[Collected data]
========

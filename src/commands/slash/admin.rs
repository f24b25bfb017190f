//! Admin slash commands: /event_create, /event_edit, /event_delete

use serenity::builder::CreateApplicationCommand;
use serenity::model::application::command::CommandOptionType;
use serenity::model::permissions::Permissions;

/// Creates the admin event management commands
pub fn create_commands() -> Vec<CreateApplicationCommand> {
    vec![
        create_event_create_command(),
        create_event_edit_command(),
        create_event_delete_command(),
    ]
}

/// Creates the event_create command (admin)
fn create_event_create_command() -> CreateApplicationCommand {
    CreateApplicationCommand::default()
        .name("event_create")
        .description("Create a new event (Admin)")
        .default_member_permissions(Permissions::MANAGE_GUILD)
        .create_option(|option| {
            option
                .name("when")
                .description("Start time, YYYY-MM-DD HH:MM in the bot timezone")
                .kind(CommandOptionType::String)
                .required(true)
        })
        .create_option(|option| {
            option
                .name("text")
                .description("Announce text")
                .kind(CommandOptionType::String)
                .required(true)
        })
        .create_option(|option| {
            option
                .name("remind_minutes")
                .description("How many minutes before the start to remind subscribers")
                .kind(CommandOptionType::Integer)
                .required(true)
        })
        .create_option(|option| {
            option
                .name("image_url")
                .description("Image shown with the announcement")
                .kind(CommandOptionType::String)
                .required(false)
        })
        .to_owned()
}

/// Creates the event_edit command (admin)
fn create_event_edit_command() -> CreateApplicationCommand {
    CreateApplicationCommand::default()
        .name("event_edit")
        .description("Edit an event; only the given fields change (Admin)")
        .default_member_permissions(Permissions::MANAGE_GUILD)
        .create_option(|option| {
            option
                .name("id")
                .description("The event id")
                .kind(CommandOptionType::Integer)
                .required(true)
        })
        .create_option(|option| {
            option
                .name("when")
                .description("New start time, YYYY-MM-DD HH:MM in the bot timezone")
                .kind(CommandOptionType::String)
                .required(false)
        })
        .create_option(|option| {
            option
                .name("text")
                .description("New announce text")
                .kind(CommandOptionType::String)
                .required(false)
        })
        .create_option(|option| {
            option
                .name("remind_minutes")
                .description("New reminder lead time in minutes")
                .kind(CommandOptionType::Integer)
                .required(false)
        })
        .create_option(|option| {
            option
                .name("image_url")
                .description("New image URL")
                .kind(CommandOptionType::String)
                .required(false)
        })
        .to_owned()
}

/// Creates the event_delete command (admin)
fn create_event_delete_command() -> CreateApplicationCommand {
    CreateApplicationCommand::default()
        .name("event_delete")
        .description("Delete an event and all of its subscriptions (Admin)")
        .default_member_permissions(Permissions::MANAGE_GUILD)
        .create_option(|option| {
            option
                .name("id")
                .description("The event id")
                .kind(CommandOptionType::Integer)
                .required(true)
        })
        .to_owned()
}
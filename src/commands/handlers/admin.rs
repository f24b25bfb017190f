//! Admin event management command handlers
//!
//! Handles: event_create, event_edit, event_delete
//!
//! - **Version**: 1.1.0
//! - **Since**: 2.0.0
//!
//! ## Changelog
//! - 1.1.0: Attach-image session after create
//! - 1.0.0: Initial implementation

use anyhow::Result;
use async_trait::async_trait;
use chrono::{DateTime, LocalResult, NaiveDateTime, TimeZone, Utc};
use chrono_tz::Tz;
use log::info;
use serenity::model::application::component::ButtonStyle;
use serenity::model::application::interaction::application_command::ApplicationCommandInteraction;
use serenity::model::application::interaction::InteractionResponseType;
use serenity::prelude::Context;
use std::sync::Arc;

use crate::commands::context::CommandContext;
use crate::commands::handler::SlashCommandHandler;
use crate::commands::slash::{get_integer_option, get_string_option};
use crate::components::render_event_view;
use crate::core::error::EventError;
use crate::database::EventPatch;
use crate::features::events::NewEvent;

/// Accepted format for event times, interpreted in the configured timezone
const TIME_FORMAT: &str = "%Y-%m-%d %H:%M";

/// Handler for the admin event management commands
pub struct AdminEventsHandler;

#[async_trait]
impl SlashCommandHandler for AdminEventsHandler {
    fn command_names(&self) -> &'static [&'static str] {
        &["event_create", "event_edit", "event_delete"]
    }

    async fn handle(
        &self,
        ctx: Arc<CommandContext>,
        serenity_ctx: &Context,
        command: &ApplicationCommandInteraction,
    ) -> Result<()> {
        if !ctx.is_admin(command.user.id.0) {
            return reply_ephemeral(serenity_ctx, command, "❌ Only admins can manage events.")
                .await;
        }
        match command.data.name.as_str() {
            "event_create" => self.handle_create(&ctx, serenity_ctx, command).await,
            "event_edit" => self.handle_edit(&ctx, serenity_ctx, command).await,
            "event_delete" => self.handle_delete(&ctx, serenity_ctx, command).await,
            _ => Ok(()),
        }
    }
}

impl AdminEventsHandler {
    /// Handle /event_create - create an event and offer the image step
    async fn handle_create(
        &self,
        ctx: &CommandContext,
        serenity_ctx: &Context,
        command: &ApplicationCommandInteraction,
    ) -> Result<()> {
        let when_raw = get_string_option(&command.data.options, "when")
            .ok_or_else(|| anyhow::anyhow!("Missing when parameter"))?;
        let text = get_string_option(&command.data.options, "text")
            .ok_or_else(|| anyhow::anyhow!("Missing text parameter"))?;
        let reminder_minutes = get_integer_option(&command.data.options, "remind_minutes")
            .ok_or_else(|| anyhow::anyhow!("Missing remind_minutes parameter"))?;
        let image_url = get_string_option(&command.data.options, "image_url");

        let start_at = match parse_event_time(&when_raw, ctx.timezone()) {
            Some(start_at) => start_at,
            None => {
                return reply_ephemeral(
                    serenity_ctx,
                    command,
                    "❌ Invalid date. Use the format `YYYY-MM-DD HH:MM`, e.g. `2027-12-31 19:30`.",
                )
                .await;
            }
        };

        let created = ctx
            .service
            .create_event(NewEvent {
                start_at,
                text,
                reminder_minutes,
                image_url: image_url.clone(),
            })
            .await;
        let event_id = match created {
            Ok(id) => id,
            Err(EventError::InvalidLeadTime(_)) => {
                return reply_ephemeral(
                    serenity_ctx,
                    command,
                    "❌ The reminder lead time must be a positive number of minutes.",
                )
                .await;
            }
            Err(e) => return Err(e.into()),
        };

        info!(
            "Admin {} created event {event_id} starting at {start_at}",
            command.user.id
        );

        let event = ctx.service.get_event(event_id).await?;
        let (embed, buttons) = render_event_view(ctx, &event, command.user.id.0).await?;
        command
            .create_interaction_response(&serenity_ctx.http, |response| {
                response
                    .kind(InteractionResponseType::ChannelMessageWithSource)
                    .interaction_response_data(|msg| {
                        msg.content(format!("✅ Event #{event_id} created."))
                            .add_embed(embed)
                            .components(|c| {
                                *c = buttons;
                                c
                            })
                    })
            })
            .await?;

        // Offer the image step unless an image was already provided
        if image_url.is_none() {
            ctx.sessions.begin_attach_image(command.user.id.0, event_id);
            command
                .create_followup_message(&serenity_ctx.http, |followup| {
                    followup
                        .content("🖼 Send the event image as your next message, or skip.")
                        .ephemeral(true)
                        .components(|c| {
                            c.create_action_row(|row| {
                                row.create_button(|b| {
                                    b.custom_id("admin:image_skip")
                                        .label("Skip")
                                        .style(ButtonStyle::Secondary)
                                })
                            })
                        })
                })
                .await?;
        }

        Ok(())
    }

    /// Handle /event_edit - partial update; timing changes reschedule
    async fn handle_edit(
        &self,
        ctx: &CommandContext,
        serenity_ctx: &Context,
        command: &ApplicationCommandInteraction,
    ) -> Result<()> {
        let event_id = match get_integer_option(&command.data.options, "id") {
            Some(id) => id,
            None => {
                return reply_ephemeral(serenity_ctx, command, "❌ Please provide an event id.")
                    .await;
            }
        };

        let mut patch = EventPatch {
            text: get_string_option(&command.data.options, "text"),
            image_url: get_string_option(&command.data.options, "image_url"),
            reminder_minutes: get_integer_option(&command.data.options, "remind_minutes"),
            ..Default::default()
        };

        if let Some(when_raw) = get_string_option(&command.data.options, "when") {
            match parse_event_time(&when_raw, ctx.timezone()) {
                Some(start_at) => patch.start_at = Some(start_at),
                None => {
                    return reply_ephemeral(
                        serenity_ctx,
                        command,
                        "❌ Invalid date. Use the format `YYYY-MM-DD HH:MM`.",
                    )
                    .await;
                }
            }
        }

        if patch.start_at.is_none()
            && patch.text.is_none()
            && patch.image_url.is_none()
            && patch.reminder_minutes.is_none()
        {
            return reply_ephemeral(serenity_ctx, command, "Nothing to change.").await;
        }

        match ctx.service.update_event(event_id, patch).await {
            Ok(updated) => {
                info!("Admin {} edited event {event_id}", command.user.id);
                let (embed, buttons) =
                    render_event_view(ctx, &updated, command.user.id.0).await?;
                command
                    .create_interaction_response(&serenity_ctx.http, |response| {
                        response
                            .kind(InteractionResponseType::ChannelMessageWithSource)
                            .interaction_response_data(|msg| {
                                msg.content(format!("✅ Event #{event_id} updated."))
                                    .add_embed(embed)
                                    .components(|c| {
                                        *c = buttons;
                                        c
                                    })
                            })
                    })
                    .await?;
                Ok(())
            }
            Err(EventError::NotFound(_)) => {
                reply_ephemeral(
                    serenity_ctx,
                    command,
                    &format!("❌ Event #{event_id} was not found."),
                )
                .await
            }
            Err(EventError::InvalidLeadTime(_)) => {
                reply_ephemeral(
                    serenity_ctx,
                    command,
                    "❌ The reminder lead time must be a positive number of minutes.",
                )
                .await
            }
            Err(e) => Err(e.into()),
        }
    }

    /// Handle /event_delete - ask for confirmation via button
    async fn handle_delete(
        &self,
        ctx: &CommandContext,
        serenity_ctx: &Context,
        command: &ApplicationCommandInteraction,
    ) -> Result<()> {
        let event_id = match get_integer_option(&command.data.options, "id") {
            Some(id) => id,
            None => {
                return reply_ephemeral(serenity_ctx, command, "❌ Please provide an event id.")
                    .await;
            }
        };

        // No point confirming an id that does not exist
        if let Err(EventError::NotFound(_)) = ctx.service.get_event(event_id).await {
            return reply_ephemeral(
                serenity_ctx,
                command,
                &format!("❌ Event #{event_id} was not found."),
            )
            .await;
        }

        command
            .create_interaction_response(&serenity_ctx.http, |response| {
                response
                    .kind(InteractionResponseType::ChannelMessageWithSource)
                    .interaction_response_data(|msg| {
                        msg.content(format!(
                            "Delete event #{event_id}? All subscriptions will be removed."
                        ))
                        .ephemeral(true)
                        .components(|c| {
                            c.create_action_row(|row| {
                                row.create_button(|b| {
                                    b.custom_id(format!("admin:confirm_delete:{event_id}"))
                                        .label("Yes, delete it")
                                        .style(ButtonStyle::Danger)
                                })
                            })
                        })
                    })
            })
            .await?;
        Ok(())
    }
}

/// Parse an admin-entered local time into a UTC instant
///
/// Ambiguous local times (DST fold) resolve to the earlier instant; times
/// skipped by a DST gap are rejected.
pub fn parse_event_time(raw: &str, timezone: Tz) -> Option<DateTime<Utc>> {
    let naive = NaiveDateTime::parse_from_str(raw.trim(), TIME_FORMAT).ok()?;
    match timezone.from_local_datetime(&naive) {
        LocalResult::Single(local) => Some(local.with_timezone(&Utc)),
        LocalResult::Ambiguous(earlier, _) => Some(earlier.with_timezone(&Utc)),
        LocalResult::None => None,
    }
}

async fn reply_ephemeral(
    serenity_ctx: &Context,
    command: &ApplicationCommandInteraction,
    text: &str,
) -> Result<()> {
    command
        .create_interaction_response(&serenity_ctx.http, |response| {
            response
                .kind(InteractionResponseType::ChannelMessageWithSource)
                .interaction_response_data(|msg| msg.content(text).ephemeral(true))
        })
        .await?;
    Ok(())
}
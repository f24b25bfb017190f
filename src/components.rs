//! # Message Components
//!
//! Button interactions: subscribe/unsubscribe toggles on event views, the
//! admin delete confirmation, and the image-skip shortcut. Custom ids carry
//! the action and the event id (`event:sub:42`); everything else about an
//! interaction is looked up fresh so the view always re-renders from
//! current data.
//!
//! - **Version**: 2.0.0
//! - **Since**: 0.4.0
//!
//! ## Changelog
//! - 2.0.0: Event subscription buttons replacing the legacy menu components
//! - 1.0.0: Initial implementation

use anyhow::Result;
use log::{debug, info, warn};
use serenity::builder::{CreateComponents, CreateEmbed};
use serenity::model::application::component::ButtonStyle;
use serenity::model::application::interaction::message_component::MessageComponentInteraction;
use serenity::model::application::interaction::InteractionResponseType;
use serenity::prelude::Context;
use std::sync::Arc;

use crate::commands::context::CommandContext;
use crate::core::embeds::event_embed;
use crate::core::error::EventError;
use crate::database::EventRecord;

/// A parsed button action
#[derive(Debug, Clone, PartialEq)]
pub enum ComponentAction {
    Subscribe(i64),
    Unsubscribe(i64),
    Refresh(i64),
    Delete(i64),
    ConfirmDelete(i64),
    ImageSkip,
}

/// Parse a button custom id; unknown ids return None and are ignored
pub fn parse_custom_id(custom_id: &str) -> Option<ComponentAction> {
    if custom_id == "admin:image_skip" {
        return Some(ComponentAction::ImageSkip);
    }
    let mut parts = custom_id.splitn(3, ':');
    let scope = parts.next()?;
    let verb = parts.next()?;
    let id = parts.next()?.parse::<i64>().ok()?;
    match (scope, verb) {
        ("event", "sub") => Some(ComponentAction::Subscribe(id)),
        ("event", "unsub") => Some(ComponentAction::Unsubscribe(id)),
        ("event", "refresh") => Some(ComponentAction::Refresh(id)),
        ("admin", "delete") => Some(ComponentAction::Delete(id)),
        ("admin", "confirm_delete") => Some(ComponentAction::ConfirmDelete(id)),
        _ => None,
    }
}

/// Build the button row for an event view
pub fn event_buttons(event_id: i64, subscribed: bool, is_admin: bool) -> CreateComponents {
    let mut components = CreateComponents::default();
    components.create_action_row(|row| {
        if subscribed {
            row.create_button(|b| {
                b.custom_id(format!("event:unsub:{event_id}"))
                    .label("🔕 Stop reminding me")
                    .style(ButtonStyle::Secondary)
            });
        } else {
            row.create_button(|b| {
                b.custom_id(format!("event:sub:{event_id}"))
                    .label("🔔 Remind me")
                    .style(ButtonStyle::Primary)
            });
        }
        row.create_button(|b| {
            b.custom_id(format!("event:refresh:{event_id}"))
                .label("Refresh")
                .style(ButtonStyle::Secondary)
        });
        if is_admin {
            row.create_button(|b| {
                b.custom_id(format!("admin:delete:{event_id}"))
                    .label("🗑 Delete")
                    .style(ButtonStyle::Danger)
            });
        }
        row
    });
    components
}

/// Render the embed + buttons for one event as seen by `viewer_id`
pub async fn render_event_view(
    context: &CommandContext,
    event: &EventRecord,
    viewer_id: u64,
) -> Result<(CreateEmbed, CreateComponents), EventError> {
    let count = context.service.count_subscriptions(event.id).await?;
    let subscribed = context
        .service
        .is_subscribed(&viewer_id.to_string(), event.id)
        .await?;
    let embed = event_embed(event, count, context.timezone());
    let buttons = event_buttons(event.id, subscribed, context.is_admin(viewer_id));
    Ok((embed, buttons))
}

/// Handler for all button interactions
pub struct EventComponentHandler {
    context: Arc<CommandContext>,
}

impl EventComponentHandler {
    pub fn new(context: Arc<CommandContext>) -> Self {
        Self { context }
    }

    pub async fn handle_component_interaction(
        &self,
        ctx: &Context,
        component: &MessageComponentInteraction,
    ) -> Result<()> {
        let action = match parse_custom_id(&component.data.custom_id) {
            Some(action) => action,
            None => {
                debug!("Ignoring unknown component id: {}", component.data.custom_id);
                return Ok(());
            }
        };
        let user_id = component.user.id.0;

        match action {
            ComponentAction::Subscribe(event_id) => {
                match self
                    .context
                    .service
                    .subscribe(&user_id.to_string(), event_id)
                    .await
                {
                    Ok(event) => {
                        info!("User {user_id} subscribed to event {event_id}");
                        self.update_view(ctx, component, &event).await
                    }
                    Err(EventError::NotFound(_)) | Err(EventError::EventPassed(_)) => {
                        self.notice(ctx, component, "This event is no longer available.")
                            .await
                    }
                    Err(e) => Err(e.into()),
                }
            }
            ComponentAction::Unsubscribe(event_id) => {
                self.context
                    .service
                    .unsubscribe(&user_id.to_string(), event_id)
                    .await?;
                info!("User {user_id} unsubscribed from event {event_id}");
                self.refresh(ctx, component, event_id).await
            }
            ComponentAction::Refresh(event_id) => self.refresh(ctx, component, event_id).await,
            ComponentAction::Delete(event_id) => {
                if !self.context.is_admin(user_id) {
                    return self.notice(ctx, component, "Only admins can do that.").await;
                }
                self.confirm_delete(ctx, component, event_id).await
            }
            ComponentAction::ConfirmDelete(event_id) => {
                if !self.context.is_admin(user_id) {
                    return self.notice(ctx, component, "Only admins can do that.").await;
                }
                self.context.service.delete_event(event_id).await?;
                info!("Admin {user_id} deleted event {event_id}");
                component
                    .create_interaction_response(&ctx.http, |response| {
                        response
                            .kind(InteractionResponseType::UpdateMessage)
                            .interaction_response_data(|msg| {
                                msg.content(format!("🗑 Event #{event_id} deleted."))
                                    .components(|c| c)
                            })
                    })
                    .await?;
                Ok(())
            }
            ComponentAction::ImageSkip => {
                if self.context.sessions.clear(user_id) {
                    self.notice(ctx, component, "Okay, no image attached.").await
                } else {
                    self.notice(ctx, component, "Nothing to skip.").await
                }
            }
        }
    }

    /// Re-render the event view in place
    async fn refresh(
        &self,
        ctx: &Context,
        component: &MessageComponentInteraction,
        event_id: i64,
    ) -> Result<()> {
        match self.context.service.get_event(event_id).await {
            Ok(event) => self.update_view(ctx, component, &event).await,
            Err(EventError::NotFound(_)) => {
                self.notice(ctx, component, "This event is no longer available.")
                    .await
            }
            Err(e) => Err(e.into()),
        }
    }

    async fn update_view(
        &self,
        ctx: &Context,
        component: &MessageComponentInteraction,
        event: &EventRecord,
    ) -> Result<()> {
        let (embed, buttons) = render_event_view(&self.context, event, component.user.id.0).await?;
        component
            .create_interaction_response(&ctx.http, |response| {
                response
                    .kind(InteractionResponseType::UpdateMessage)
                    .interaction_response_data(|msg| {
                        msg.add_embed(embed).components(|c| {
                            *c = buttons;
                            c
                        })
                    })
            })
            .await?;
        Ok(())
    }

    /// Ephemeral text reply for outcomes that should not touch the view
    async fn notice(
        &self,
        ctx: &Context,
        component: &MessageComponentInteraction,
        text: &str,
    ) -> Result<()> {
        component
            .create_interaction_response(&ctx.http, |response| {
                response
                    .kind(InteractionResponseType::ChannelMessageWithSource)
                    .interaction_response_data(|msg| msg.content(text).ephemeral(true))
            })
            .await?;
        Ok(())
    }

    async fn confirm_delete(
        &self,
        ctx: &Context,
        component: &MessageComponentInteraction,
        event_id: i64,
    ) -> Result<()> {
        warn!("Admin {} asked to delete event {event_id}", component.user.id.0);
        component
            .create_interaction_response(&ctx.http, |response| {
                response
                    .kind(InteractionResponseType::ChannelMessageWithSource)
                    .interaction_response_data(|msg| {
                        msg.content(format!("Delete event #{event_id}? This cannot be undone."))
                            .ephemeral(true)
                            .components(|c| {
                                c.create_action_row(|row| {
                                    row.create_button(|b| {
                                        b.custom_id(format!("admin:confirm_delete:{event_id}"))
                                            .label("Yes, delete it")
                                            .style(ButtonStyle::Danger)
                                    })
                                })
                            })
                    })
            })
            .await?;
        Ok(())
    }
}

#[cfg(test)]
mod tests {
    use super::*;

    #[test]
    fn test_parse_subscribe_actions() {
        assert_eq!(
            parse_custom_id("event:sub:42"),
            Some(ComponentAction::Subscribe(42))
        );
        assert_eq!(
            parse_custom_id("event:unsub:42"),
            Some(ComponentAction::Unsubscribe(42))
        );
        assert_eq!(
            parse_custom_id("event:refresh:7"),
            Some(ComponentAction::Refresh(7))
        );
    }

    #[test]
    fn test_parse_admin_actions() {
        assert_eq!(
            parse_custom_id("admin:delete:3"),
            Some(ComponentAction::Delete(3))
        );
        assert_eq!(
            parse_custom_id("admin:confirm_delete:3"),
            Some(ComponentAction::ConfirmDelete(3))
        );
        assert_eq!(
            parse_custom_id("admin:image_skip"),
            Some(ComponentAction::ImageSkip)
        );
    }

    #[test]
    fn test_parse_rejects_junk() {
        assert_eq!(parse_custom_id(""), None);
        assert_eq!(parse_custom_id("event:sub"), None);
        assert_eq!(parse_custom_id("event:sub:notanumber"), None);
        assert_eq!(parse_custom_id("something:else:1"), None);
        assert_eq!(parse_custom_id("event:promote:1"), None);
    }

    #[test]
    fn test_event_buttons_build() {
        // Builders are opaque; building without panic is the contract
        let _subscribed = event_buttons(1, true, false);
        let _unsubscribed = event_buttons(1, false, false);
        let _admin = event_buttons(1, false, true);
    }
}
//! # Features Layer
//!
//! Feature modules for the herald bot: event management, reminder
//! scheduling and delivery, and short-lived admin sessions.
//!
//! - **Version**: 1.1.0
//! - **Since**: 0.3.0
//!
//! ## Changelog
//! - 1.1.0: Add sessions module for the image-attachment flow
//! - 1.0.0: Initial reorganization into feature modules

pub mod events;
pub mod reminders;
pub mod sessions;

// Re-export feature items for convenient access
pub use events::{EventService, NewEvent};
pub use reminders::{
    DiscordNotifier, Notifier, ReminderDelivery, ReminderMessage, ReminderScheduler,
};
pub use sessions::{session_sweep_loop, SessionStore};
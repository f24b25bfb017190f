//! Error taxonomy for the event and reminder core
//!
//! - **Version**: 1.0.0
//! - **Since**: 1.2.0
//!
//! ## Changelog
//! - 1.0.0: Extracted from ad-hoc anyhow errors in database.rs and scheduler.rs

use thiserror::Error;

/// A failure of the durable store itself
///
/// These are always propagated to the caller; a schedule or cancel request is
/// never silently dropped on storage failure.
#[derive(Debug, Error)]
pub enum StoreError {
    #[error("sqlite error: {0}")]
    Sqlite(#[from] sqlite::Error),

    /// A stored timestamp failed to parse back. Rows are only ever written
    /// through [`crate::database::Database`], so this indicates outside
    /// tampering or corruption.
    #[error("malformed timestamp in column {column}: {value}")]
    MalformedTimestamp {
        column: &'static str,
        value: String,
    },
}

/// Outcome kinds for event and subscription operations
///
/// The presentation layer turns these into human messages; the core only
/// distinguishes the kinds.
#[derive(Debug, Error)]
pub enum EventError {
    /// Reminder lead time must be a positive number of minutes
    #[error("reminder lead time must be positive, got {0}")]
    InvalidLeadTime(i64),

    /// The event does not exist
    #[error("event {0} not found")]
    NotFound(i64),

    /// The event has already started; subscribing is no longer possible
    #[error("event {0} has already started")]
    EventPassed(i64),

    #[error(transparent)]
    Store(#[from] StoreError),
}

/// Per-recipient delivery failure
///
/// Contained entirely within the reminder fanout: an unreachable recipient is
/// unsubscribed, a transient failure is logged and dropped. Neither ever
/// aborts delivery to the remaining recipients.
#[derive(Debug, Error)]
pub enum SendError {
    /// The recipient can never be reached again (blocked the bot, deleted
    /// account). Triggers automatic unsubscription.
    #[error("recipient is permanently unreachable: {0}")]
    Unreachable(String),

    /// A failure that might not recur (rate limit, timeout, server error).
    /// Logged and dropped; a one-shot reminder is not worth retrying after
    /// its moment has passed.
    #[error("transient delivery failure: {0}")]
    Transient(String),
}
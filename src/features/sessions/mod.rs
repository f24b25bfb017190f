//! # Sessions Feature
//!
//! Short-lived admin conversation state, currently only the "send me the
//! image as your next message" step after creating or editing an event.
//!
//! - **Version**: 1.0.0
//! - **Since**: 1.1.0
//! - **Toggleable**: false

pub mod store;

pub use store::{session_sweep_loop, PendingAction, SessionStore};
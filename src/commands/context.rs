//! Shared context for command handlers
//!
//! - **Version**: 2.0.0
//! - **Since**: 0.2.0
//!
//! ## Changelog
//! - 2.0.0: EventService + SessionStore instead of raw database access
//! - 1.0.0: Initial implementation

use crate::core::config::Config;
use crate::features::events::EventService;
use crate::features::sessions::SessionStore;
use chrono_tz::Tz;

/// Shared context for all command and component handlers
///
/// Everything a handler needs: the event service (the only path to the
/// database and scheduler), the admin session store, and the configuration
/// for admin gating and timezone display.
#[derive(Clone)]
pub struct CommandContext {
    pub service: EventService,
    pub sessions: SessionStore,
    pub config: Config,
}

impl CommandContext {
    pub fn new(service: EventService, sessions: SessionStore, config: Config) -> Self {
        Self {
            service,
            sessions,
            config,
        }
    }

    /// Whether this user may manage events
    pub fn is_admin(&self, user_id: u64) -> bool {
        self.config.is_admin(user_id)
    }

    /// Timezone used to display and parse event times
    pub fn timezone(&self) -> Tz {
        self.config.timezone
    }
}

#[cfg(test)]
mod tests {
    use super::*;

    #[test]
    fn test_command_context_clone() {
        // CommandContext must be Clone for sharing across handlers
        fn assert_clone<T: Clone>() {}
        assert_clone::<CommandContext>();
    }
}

========

### What the task requires
Work out how many lines in the data above hold the word "kinds". Reply with nothing but the count.

### Written solution
2